Barbara Esatto et al., Plaintiffs, v Assumption of the Blessed Virgin Mary Roman Catholic Church, Defendant and Third-Party Plaintiff-Appellant. American Floor Products Co. et al., Third-Party Defendants-Respondents.
[596 NYS2d 131]
[MAJORITY]
—In an action to recover damages for personal injuries, etc., the third-party plaintiff appeals from an order of the Supreme Court, Suffolk County (Floyd, J.), entered March 5, 1991, which granted the separate motions of the third-party defendants for summary judgment dismissing the third-party complaint.
Ordered that the order is affirmed, with one bill of costs.

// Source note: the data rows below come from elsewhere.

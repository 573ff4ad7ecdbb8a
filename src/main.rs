//! `nmf-sweep` — factor `./raw_matrix.txt` at ranks 1..=9 and write `W<i>.txt` / `H<i>.txt`.
//!
//! Settings come from `./nmf_sweep.toml` when present. Log verbosity follows
//! `RUST_LOG` (default `info`).

use anyhow::Context;
use tracing_subscriber::EnvFilter;

use nmf_sweep::{run_sweep, SweepConfig};

fn main() -> anyhow::Result<()> {
    tracing_subscriber::fmt()
        .with_env_filter(
            EnvFilter::try_from_default_env().unwrap_or_else(|_| EnvFilter::new("info")),
        )
        .with_writer(std::io::stderr)
        .init();

    let base = std::env::current_dir().context("cannot determine working directory")?;
    let config = SweepConfig::load(&base)?;

    let report = run_sweep(&config)
        .with_context(|| format!("rank sweep over {} failed", config.input.display()))?;

    tracing::info!(
        rows = report.rows,
        cols = report.cols,
        files = report.files_written(),
        "sweep complete"
    );
    Ok(())
}
//! # nmf-sweep
//!
//! Batch rank sweep for non-negative matrix factorization (NMF).
//!
//! Load a non-negative matrix `X` from a plain-text file, factor it as
//! `X ≈ W·H` with `W, H ≥ 0` for every rank in a range (1 through 9 by
//! default), and write each pair of factors back out as plain text.
//!
//! ---
//!
//! ## The pipeline
//!
//! ```text
//! raw_matrix.txt → X → for i in ranks: Nmf(i).fit(X) → W<i>.txt, H<i>.txt
//!                        ↑                 ↑
//!                   SweepConfig      random_init + Solver
//!
//! W<i>.txt, H<i>.txt → FactorizedModel → X̂[row, col]
//! ```
//!
//! ## Module overview
//!
//! | Module | Key types | What it does |
//! |--------|-----------|--------------|
//! | [`config`] | [`SweepConfig`], [`RankPolicy`] | Input/output paths, rank range, solver settings; TOML loading |
//! | [`matrix_file`] | [`read_matrix`], [`write_matrix`] | Whitespace-separated text format, exact `f64` round trip |
//! | [`init`] | [`random_init`] | Seeded, scaled random starting factors |
//! | [`solver`] | [`Solver`], [`ConvergenceResult`] | Coordinate-descent and multiplicative-update rules |
//! | [`nmf`] | [`Nmf`], [`Factorization`] | Input validation and one rank-`k` fit |
//! | [`sweep`] | [`run_sweep`], [`SweepReport`] | The rank loop and `W<i>` / `H<i>` file naming |
//! | [`model`] | [`FactorizedModel`] | Reload a written pair and query cells lazily |
//! | [`error`] | [`NmfError`] | Error taxonomy for all of the above |
//!
//! ## Determinism
//!
//! The starting factors come from a `ChaCha8Rng` seeded by [`SweepConfig::seed`]
//! and both solvers are deterministic, so the same input and seed always produce
//! the same files.

#![deny(unsafe_code)]
#![deny(missing_docs)]

pub mod config;
pub mod error;
pub mod init;
pub mod matrix_file;
pub mod model;
pub mod nmf;
pub mod solver;
pub mod sweep;

pub use config::{RankPolicy, RankRange, SweepConfig};
pub use error::{NmfError, NmfResult};
pub use init::random_init;
pub use matrix_file::{read_matrix, write_matrix};
pub use model::FactorizedModel;
pub use nmf::{Factorization, Nmf};
pub use solver::{reconstruction_error, ConvergenceResult, Solver};
pub use sweep::{run_sweep, RankOutcome, SweepReport};
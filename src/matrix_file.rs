//! Plain-text matrix files.
//!
//! One matrix row per line, entries separated by whitespace. This is the format
//! of the sweep's input (`raw_matrix.txt`) and of every `W<i>.txt` / `H<i>.txt`
//! it writes.
//!
//! # Reading
//!
//! - Text after `#` on a line is a comment; blank lines are skipped.
//! - Every row must have as many entries as the first row.
//! - Entries are decimal or scientific-notation `f64` literals.
//!
//! # Writing
//!
//! ```text
//! 1.000000000000000000e+00 2.500000000000000000e-01
//! 3.333333333333333148e-01 0.000000000000000000e+00
//! ```
//!
//! Eighteen fractional digits is enough for every `f64` to survive a
//! write/read cycle bit-for-bit.

use std::fs;
use std::path::Path;

use ndarray::Array2;

use crate::error::{NmfError, NmfResult};

/// Fractional digits written for every entry.
pub const FRACTION_DIGITS: usize = 18;

const INLINE_ORIGIN: &str = "<inline>";

// ─── Parsing ─────────────────────────────────────────────────────────────────

/// Parse matrix text into a dense `rows × cols` array.
///
/// Errors use `<inline>` as the file name; [`read_matrix`] reports the real path.
pub fn parse_matrix(text: &str) -> NmfResult<Array2<f64>> {
    parse_from(text, Path::new(INLINE_ORIGIN))
}

fn parse_from(text: &str, origin: &Path) -> NmfResult<Array2<f64>> {
    let mut data: Vec<f64> = Vec::new();
    let mut cols = 0usize;
    let mut rows = 0usize;

    for (idx, raw) in text.lines().enumerate() {
        let line_no = idx + 1;
        let content = match raw.find('#') {
            Some(pos) => &raw[..pos],
            None => raw,
        };
        if content.trim().is_empty() {
            continue;
        }

        let start = data.len();
        for token in content.split_whitespace() {
            let value: f64 = token.parse().map_err(|e| NmfError::Parse {
                path: origin.to_path_buf(),
                line: line_no,
                message: format!("could not convert {token:?} to float: {e}"),
            })?;
            data.push(value);
        }
        let width = data.len() - start;

        if rows == 0 {
            cols = width;
        } else if width != cols {
            return Err(NmfError::RaggedRow {
                line: line_no,
                expected: cols,
                actual: width,
            });
        }
        rows += 1;
    }

    if rows == 0 || cols == 0 {
        return Err(NmfError::EmptyInput);
    }

    Array2::from_shape_vec((rows, cols), data)
        .map_err(|e| NmfError::shape_mismatch(e.to_string()))
}

/// Read a matrix file from disk.
pub fn read_matrix(path: impl AsRef<Path>) -> NmfResult<Array2<f64>> {
    let path = path.as_ref();
    let text = fs::read_to_string(path).map_err(|e| NmfError::io(path, e))?;
    parse_from(&text, path)
}

// ─── Formatting ──────────────────────────────────────────────────────────────

/// Format one entry as `d.dddddddddddddddddde±XX`.
///
/// The exponent always carries a sign and at least two digits.
pub fn format_entry(value: f64) -> String {
    let s = format!("{:.*e}", FRACTION_DIGITS, value);
    match s.split_once('e') {
        Some((mantissa, exp)) => {
            let (sign, digits) = match exp.strip_prefix('-') {
                Some(d) => ('-', d),
                None => ('+', exp),
            };
            format!("{mantissa}e{sign}{digits:0>2}")
        }
        // NaN / inf carry no exponent
        None => s,
    }
}

/// Format a whole matrix, one row per line with a trailing newline.
pub fn format_matrix(matrix: &Array2<f64>) -> String {
    let mut out = String::with_capacity(matrix.len() * (FRACTION_DIGITS + 8));
    for row in matrix.rows() {
        let line: Vec<String> = row.iter().map(|&v| format_entry(v)).collect();
        out.push_str(&line.join(" "));
        out.push('\n');
    }
    out
}

/// Write a matrix file, replacing any existing file at `path`.
pub fn write_matrix(path: impl AsRef<Path>, matrix: &Array2<f64>) -> NmfResult<()> {
    let path = path.as_ref();
    fs::write(path, format_matrix(matrix)).map_err(|e| NmfError::io(path, e))
}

The plaintiffs Barbara and Joseph Esatto commenced this action against the defendant Assumption of the Blessed Virgin Mary Roman Catholic Church after Barbara fell on a landing outside the church, sustaining injuries. In the complaint, the plaintiffs essentially alleged that Barbara was caused to fall because of the dangerous construction of the landing, which was covered by a floor mat. The church thereafter impleaded the manufacturer of the floor mat, American Floor Products Co. (hereinafter American), on the ground that the floor mat was defectively designed and manufactured, and the seller of the floor mat, Cantor Brothers Glass Corp. (hereinafter Cantor), for an alleged breach of warranty of merchantibility. Following the completion of discovery, Cantor and American separately moved for summary judgment dismissing the church’s third-party complaint. The motions were granted. We affirm.
Here, the plaintiffs made no claim in their complaint of any defect in the design or manufacture of the mat and the bill of particulars clearly expressed that no claim was being made for "improper or defective equipment”. Their claim was based on the alleged negligent construction of the landing where Barbara fell. Indeed, the plaintiff Barbara Esatto testified at her examination before trial that she was not even sure whether she made contact with the floor mat. Moreover, the church failed to submit any evidentiary proof to raise a material question of fact indicating that the third-party defendants might be liable for contribution or indemnification. Accordingly, summary judgment was properly granted to the third-party defendants (see, Alvarez v Prospect Hosp., 68 NY2d 320, 324; Winegrad v New York Univ. Med. Ctr., 64 NY2d 851, 853; Zuckerman v City of New York, 49 NY2d 557, 562; Prince v DiBenedetto, 189 AD2d 757). Mangano, P. J., Bracken, Lawrence and O’Brien, JJ., concur.